Und das Beste: Wir können dieses High-Tech-Material oft kostengünstiger herstellen als herkömmliche Lösungen. Damit treffen wir genau den Nerv der Zeit, denn die Anforderungen an Lärmschutz und Energieeffizienz steigen weltweit.

Unsere Wurzeln: High-Tech aus Bopfingen Wir sind kein klassisches Software-Startup aus Berlin oder dem Silicon Valley. Unsere Innovation kommt „vom Boden“ – genauer gesagt aus der Werkstatt in Bopfingen. Unser CTO Johannes Härle hat über zehn Jahre lang an der Entwicklung getüftelt. Er führt damit eine Familientradition fort: Schon sein Vater Hans A. Härle war ein Pionier für technische Lösungen wie Rußpartikelfilter. Aus ersten Ideen in der familiären Werkstatt hat Johannes ein industriell skalierbares Verfahren entwickelt. Zusammen mit unserem CEO Dr. Johannes Kotte und dem gesamten Team bringen wir diese Technologie nun in die Breite.

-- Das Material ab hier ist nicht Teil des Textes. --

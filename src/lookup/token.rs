//! Attribute tokens and canonical lookup keys.
//!
//! A token is one categorical fact about a deck, written `prefix=value`
//! (`s=0`, `sm=3`, `atag=12`). The prefixes are what the quiz UI sends, so
//! they are part of the table's wire format.

use std::collections::BTreeSet;
use std::fmt;

use crate::catalog::{ArtStyle, DeckRecord, DeckType, Difficulty, Strength, SummonType};
use crate::error::{LookupError, Result};

/// Separator between tokens in a key.
pub const KEY_SEPARATOR: &str = "|";

/// Reserved key for "no answers given yet".
pub const EMPTY_KEY: &str = "empty";

/// Marker appended to a deck's full key once every question is answered.
pub const END_MARKER: &str = "end";

/// The seven attribute categories a token can belong to.
#[derive(Debug, Clone, Copy, PartialEq, Eq, Hash)]
pub enum TokenKind {
    Strength,
    Difficulty,
    DeckType,
    ArtStyle,
    SummoningMethod,
    AestheticTag,
    PerformanceTag,
}

impl TokenKind {
    pub const ALL: [TokenKind; 7] = [
        TokenKind::Strength,
        TokenKind::Difficulty,
        TokenKind::DeckType,
        TokenKind::ArtStyle,
        TokenKind::SummoningMethod,
        TokenKind::AestheticTag,
        TokenKind::PerformanceTag,
    ];

    pub fn prefix(self) -> &'static str {
        match self {
            TokenKind::Strength => "s",
            TokenKind::Difficulty => "d",
            TokenKind::DeckType => "t",
            TokenKind::ArtStyle => "a",
            TokenKind::SummoningMethod => "sm",
            TokenKind::AestheticTag => "atag",
            TokenKind::PerformanceTag => "ptag",
        }
    }

    pub fn from_prefix(prefix: &str) -> Option<Self> {
        Self::ALL.into_iter().find(|k| k.prefix() == prefix)
    }

    /// Singleton categories contribute exactly one token per deck.
    pub fn is_singleton(self) -> bool {
        matches!(
            self,
            TokenKind::Strength | TokenKind::Difficulty | TokenKind::DeckType | TokenKind::ArtStyle
        )
    }

    /// Format a token of this kind.
    pub fn token(self, value: impl fmt::Display) -> String {
        format!("{}={}", self.prefix(), value)
    }
}

/// Split a token into its kind and raw value. Returns `None` for reserved
/// keys and for unknown prefixes.
pub fn parse_token(token: &str) -> Option<(TokenKind, &str)> {
    let (prefix, value) = token.split_once('=')?;
    Some((TokenKind::from_prefix(prefix)?, value))
}

// ── Canonical keys ─────────────────────────────────────────────────

/// A canonical key: the set of tokens sorted and joined with `|`.
/// Token order in the input never matters.
#[derive(Debug, Clone, PartialEq, Eq, PartialOrd, Ord, Hash)]
pub struct LookupKey(String);

impl LookupKey {
    /// Canonicalize an arbitrary collection of tokens. Duplicates collapse;
    /// no tokens at all gives the reserved `empty` key.
    pub fn from_tokens<I, S>(tokens: I) -> Self
    where
        I: IntoIterator<Item = S>,
        S: AsRef<str>,
    {
        let set: BTreeSet<String> = tokens
            .into_iter()
            .map(|t| t.as_ref().trim().to_string())
            .filter(|t| !t.is_empty())
            .collect();
        if set.is_empty() {
            return Self::empty();
        }
        LookupKey(set.into_iter().collect::<Vec<_>>().join(KEY_SEPARATOR))
    }

    /// Re-canonicalize a raw key string such as `d=0|s=1`.
    pub fn parse(raw: &str) -> Self {
        if raw.trim() == EMPTY_KEY {
            return Self::empty();
        }
        Self::from_tokens(raw.split(KEY_SEPARATOR))
    }

    pub fn empty() -> Self {
        LookupKey(EMPTY_KEY.to_string())
    }

    /// The end key for a base key: the two strings `[base, "end"]` sorted and
    /// joined. Every base key starts with an `a=` token, so in practice this
    /// appends `|end`.
    pub fn end_key(base_key: &str) -> Self {
        let mut pair = [base_key, END_MARKER];
        pair.sort_unstable();
        LookupKey(pair.join(KEY_SEPARATOR))
    }

    pub fn is_empty_key(&self) -> bool {
        self.0 == EMPTY_KEY
    }

    pub fn as_str(&self) -> &str {
        &self.0
    }

    /// Tokens of this key, excluding the reserved `empty` key.
    pub fn tokens(&self) -> impl Iterator<Item = &str> {
        let raw = if self.is_empty_key() { "" } else { self.0.as_str() };
        raw.split(KEY_SEPARATOR).filter(|t| !t.is_empty())
    }

    pub fn into_string(self) -> String {
        self.0
    }
}

impl fmt::Display for LookupKey {
    fn fmt(&self, f: &mut fmt::Formatter<'_>) -> fmt::Result {
        f.write_str(&self.0)
    }
}

impl AsRef<str> for LookupKey {
    fn as_ref(&self) -> &str {
        &self.0
    }
}

// ── Deck profiles ──────────────────────────────────────────────────

/// Every categorical fact about one deck, as a sorted token set.
#[derive(Debug, Clone, PartialEq, Eq)]
pub struct DeckAttributeProfile {
    pub deck_id: u32,
    tokens: BTreeSet<String>,
}

impl DeckAttributeProfile {
    /// Extract a deck's profile.
    ///
    /// A missing or out-of-range singleton fails the extraction rather than
    /// yielding a profile with fewer than four singleton tokens.
    pub fn from_record(deck: &DeckRecord) -> Result<Self> {
        let strength = singleton(deck, "strength", deck.strength, Strength::from_code)?;
        let difficulty = singleton(deck, "difficulty", deck.difficulty, Difficulty::from_code)?;
        let deck_type = singleton(deck, "deck_type", deck.deck_type, DeckType::from_code)?;
        let art_style = singleton(deck, "art_style", deck.art_style, ArtStyle::from_code)?;

        let mut tokens = BTreeSet::new();
        tokens.insert(TokenKind::Strength.token(strength.code()));
        tokens.insert(TokenKind::Difficulty.token(difficulty.code()));
        tokens.insert(TokenKind::DeckType.token(deck_type.code()));
        tokens.insert(TokenKind::ArtStyle.token(art_style.code()));

        for &code in &deck.summoning_methods {
            let method = SummonType::from_code(code).ok_or(LookupError::InvalidAttribute {
                deck_id: deck.id,
                attribute: "summoning_method",
                code,
            })?;
            tokens.insert(TokenKind::SummoningMethod.token(method.code()));
        }
        for id in &deck.aesthetic_tags {
            tokens.insert(TokenKind::AestheticTag.token(id));
        }
        for id in &deck.performance_tags {
            tokens.insert(TokenKind::PerformanceTag.token(id));
        }

        Ok(Self {
            deck_id: deck.id,
            tokens,
        })
    }

    /// Tokens in canonical (sorted) order.
    pub fn tokens(&self) -> impl Iterator<Item = &str> {
        self.tokens.iter().map(String::as_str)
    }

    pub fn len(&self) -> usize {
        self.tokens.len()
    }

    pub fn is_empty(&self) -> bool {
        self.tokens.is_empty()
    }

    pub fn contains(&self, token: &str) -> bool {
        self.tokens.contains(token)
    }

    /// Canonical key of the full token set.
    pub fn base_key(&self) -> LookupKey {
        LookupKey::from_tokens(self.tokens())
    }
}

fn singleton<T>(
    deck: &DeckRecord,
    attribute: &'static str,
    code: Option<u8>,
    parse: fn(u8) -> Option<T>,
) -> Result<T> {
    let code = code.ok_or(LookupError::MissingAttribute {
        deck_id: deck.id,
        attribute,
    })?;
    parse(code).ok_or(LookupError::InvalidAttribute {
        deck_id: deck.id,
        attribute,
        code,
    })
}

#[cfg(test)]
mod tests {
    use super::*;
    use crate::catalog::tests::plain_deck;

    #[test]
    fn key_is_order_independent() {
        let a = LookupKey::from_tokens(["s=0", "d=1", "a=2"]);
        let b = LookupKey::from_tokens(vec!["a=2".to_string(), "s=0".into(), "d=1".into()]);
        assert_eq!(a, b);
        assert_eq!(a.as_str(), "a=2|d=1|s=0");
    }

    #[test]
    fn no_tokens_is_empty_key() {
        let key = LookupKey::from_tokens(Vec::<String>::new());
        assert_eq!(key.as_str(), "empty");
        assert!(key.is_empty_key());
        assert_eq!(key.tokens().count(), 0);
    }

    #[test]
    fn parse_recanonicalizes() {
        assert_eq!(LookupKey::parse("s=1|d=0").as_str(), "d=0|s=1");
        assert_eq!(LookupKey::parse("empty"), LookupKey::empty());
        assert_eq!(LookupKey::parse(""), LookupKey::empty());
    }

    #[test]
    fn end_key_appends_marker() {
        let key = LookupKey::end_key("a=0|d=0|s=0|t=0");
        assert_eq!(key.as_str(), "a=0|d=0|s=0|t=0|end");
    }

    #[test]
    fn parse_token_known_prefixes() {
        assert_eq!(parse_token("sm=99"), Some((TokenKind::SummoningMethod, "99")));
        assert_eq!(parse_token("atag=4"), Some((TokenKind::AestheticTag, "4")));
        assert_eq!(parse_token("empty"), None);
        assert_eq!(parse_token("zz=1"), None);
    }

    #[test]
    fn profile_has_four_singletons_without_tags() {
        let profile = DeckAttributeProfile::from_record(&plain_deck(1, 0, 1, 2, 3)).unwrap();
        assert_eq!(profile.len(), 4);
        assert_eq!(profile.base_key().as_str(), "a=3|d=1|s=0|t=2");
    }

    #[test]
    fn profile_collects_variable_tags() {
        let mut deck = plain_deck(1, 0, 0, 0, 0);
        deck.summoning_methods = vec![3, 1];
        deck.aesthetic_tags = vec![12];
        deck.performance_tags = vec![5, 5];
        let profile = DeckAttributeProfile::from_record(&deck).unwrap();
        assert_eq!(profile.len(), 8);
        assert!(profile.contains("sm=1"));
        assert!(profile.contains("atag=12"));
        assert_eq!(
            profile.base_key().as_str(),
            "a=0|atag=12|d=0|ptag=5|s=0|sm=1|sm=3|t=0"
        );
    }

    #[test]
    fn tag_order_does_not_change_profile() {
        let mut first = plain_deck(1, 0, 0, 0, 0);
        first.performance_tags = vec![2, 1];
        let mut second = plain_deck(2, 0, 0, 0, 0);
        second.performance_tags = vec![1, 2];
        let a = DeckAttributeProfile::from_record(&first).unwrap();
        let b = DeckAttributeProfile::from_record(&second).unwrap();
        assert_eq!(a.base_key(), b.base_key());
    }

    #[test]
    fn missing_singleton_fails() {
        let mut deck = plain_deck(9, 0, 0, 0, 0);
        deck.difficulty = None;
        let err = DeckAttributeProfile::from_record(&deck).unwrap_err();
        assert!(matches!(
            err,
            LookupError::MissingAttribute {
                deck_id: 9,
                attribute: "difficulty"
            }
        ));
    }

    #[test]
    fn out_of_range_codes_fail() {
        let deck = plain_deck(3, 0, 0, 0, 7);
        let err = DeckAttributeProfile::from_record(&deck).unwrap_err();
        assert!(matches!(
            err,
            LookupError::InvalidAttribute {
                attribute: "art_style",
                code: 7,
                ..
            }
        ));

        let mut deck = plain_deck(3, 0, 0, 0, 0);
        deck.summoning_methods = vec![42];
        assert!(DeckAttributeProfile::from_record(&deck).is_err());
    }
}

Der Blick nach vorn: Industrialisierung Unser Ziel ist ambitioniert, aber klar: Wir wollen, dass unser Material HSA3 überall dort zum Standard wird, wo heute noch herkömmliches Blech verbaut wird. Johannes Kotte hat es passend formuliert: „Wir wollen das Tempotaschentuch des Metallbaus werden.“

Mit der neuen Finanzierung können wir unsere Produktion skalieren und Prozesse professionalisieren, um die wachsende Nachfrage aus diversen Branchen, wie dem Maschinenbau, der Automobilindustrie oder der HVAC Industrie zu bedienen.

Wir danken unseren Investoren für das Vertrauen und freuen uns auf die spannende Reise, die vor uns liegt!